───── Data for review ─────

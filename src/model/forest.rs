//! Random forest classifier
//!
//! Trees use the flat node layout of fitted tree ensembles: parallel arrays
//! indexed by node id, `-1` children marking leaves, and per-node class
//! distributions in `value`.

use super::{argmax, check_row, Classifier};
use crate::error::PredictError;
use serde::{Deserialize, Serialize};

const LEAF: i64 = -1;

/// Single fitted decision tree
#[derive(Debug, Clone, PartialEq, Serialize, Deserialize)]
pub struct DecisionTree {
    pub children_left: Vec<i64>,
    pub children_right: Vec<i64>,
    pub feature: Vec<i64>,
    pub threshold: Vec<f64>,
    /// Class counts (or fractions) per node
    pub value: Vec<Vec<f64>>,
}

impl DecisionTree {
    fn node_count(&self) -> usize {
        self.children_left.len()
    }

    fn is_leaf(&self, node: usize) -> bool {
        self.children_left[node] == LEAF
    }

    fn validate(&self, n_features: usize, n_classes: usize) -> Result<(), PredictError> {
        let nodes = self.node_count();
        if nodes == 0 {
            return Err(PredictError::InvalidArtifact("tree has no nodes".to_string()));
        }
        if self.children_right.len() != nodes
            || self.feature.len() != nodes
            || self.threshold.len() != nodes
            || self.value.len() != nodes
        {
            return Err(PredictError::InvalidArtifact(
                "tree node arrays differ in length".to_string(),
            ));
        }

        for node in 0..nodes {
            if self.value[node].len() != n_classes {
                return Err(PredictError::InvalidArtifact(format!(
                    "node {node} has {} class values, expected {n_classes}",
                    self.value[node].len()
                )));
            }

            let (left, right) = (self.children_left[node], self.children_right[node]);
            if left == LEAF && right == LEAF {
                continue;
            }
            // Children always follow their parent, so traversal terminates
            let in_range = |child: i64| child > node as i64 && (child as usize) < nodes;
            if !in_range(left) || !in_range(right) {
                return Err(PredictError::InvalidArtifact(format!(
                    "node {node} has invalid children ({left}, {right})"
                )));
            }
            let feature = self.feature[node];
            if feature < 0 || feature as usize >= n_features {
                return Err(PredictError::InvalidArtifact(format!(
                    "node {node} splits on feature {feature} of {n_features}"
                )));
            }
        }

        Ok(())
    }

    /// Class distribution of the leaf reached by `features`, normalized to sum to 1
    pub fn predict_proba(&self, features: &[f64]) -> Vec<f64> {
        let mut node = 0;
        while !self.is_leaf(node) {
            let feature = self.feature[node] as usize;
            node = if features[feature] <= self.threshold[node] {
                self.children_left[node] as usize
            } else {
                self.children_right[node] as usize
            };
        }

        let counts = &self.value[node];
        let total: f64 = counts.iter().sum();
        if total > 0.0 {
            counts.iter().map(|c| c / total).collect()
        } else {
            vec![1.0 / counts.len() as f64; counts.len()]
        }
    }
}

/// Forest of decision trees; predicts the class with the highest mean
/// leaf probability
#[derive(Debug, Clone, PartialEq, Serialize, Deserialize)]
pub struct RandomForest {
    pub n_features: usize,
    #[serde(default, skip_serializing_if = "Option::is_none")]
    pub feature_names: Option<Vec<String>>,
    /// Class code for each probability column
    pub classes: Vec<i64>,
    pub trees: Vec<DecisionTree>,
}

impl RandomForest {
    /// Mean class distribution over all trees
    pub fn predict_proba(&self, features: &[f64]) -> Result<Vec<f64>, PredictError> {
        check_row(self.n_features, features)?;

        let mut totals = vec![0.0; self.classes.len()];
        for tree in &self.trees {
            for (total, p) in totals.iter_mut().zip(tree.predict_proba(features)) {
                *total += p;
            }
        }

        let n_trees = self.trees.len() as f64;
        Ok(totals.into_iter().map(|t| t / n_trees).collect())
    }
}

impl Classifier for RandomForest {
    /// Structural checks: array shapes, child indices, class widths
    fn validate(&self) -> Result<(), PredictError> {
        if self.trees.is_empty() {
            return Err(PredictError::InvalidArtifact("forest has no trees".to_string()));
        }
        if self.classes.is_empty() {
            return Err(PredictError::InvalidArtifact("forest has no classes".to_string()));
        }
        if let Some(names) = &self.feature_names {
            if names.len() != self.n_features {
                return Err(PredictError::InvalidArtifact(format!(
                    "forest has {} feature names for {} features",
                    names.len(),
                    self.n_features
                )));
            }
        }
        for tree in &self.trees {
            tree.validate(self.n_features, self.classes.len())?;
        }
        Ok(())
    }

    fn n_features(&self) -> usize {
        self.n_features
    }

    fn feature_names(&self) -> Option<&[String]> {
        self.feature_names.as_deref()
    }

    fn predict(&self, features: &[f64]) -> Result<i64, PredictError> {
        let proba = self.predict_proba(features)?;
        let index = argmax(&proba)
            .ok_or_else(|| PredictError::InvalidArtifact("forest has no classes".to_string()))?;
        Ok(self.classes[index])
    }
}

#[cfg(test)]
mod tests {
    use super::*;

    /// Splits on feature 0 at 5.0: left leaf favours class 0, right leaf class 2
    fn stump(threshold: f64) -> DecisionTree {
        DecisionTree {
            children_left: vec![1, LEAF, LEAF],
            children_right: vec![2, LEAF, LEAF],
            feature: vec![0, -2, -2],
            threshold: vec![threshold, -2.0, -2.0],
            value: vec![
                vec![10.0, 10.0, 10.0],
                vec![8.0, 2.0, 0.0],
                vec![0.0, 3.0, 7.0],
            ],
        }
    }

    fn forest(trees: Vec<DecisionTree>) -> RandomForest {
        RandomForest {
            n_features: 2,
            feature_names: None,
            classes: vec![0, 1, 2],
            trees,
        }
    }

    #[test]
    fn test_tree_traversal() {
        let tree = stump(5.0);

        assert_eq!(tree.predict_proba(&[5.0, 0.0]), vec![0.8, 0.2, 0.0]);
        assert_eq!(tree.predict_proba(&[5.1, 0.0]), vec![0.0, 0.3, 0.7]);
    }

    #[test]
    fn test_forest_averages_trees() {
        let model = forest(vec![stump(5.0), stump(10.0)]);
        model.validate().unwrap();

        // Between thresholds: first tree right leaf, second tree left leaf
        let proba = model.predict_proba(&[7.0, 0.0]).unwrap();
        assert!((proba[0] - 0.4).abs() < 1e-12);
        assert!((proba[1] - 0.25).abs() < 1e-12);
        assert!((proba[2] - 0.35).abs() < 1e-12);

        assert_eq!(model.predict(&[7.0, 0.0]).unwrap(), 0);
        assert_eq!(model.predict(&[1.0, 0.0]).unwrap(), 0);
        assert_eq!(model.predict(&[20.0, 0.0]).unwrap(), 2);
    }

    #[test]
    fn test_forest_maps_class_codes() {
        let mut model = forest(vec![stump(5.0)]);
        model.classes = vec![3, 4, 9];

        assert_eq!(model.predict(&[9.0, 0.0]).unwrap(), 9);
    }

    #[test]
    fn test_forest_rejects_wrong_row_length() {
        let model = forest(vec![stump(5.0)]);
        assert!(model.predict(&[1.0]).is_err());
    }

    #[test]
    fn test_validate_rejects_backward_child() {
        let mut tree = stump(5.0);
        tree.children_left[0] = 0;

        let model = forest(vec![tree]);
        assert!(matches!(
            model.validate(),
            Err(PredictError::InvalidArtifact(_))
        ));
    }

    #[test]
    fn test_validate_rejects_feature_out_of_range() {
        let mut tree = stump(5.0);
        tree.feature[0] = 2;

        assert!(forest(vec![tree]).validate().is_err());
    }

    #[test]
    fn test_validate_rejects_class_width() {
        let mut tree = stump(5.0);
        tree.value[1] = vec![1.0, 1.0];

        assert!(forest(vec![tree]).validate().is_err());
    }
}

─────

Going through the records above line by line, count those that hold the word "fitted", and answer with the number only.

2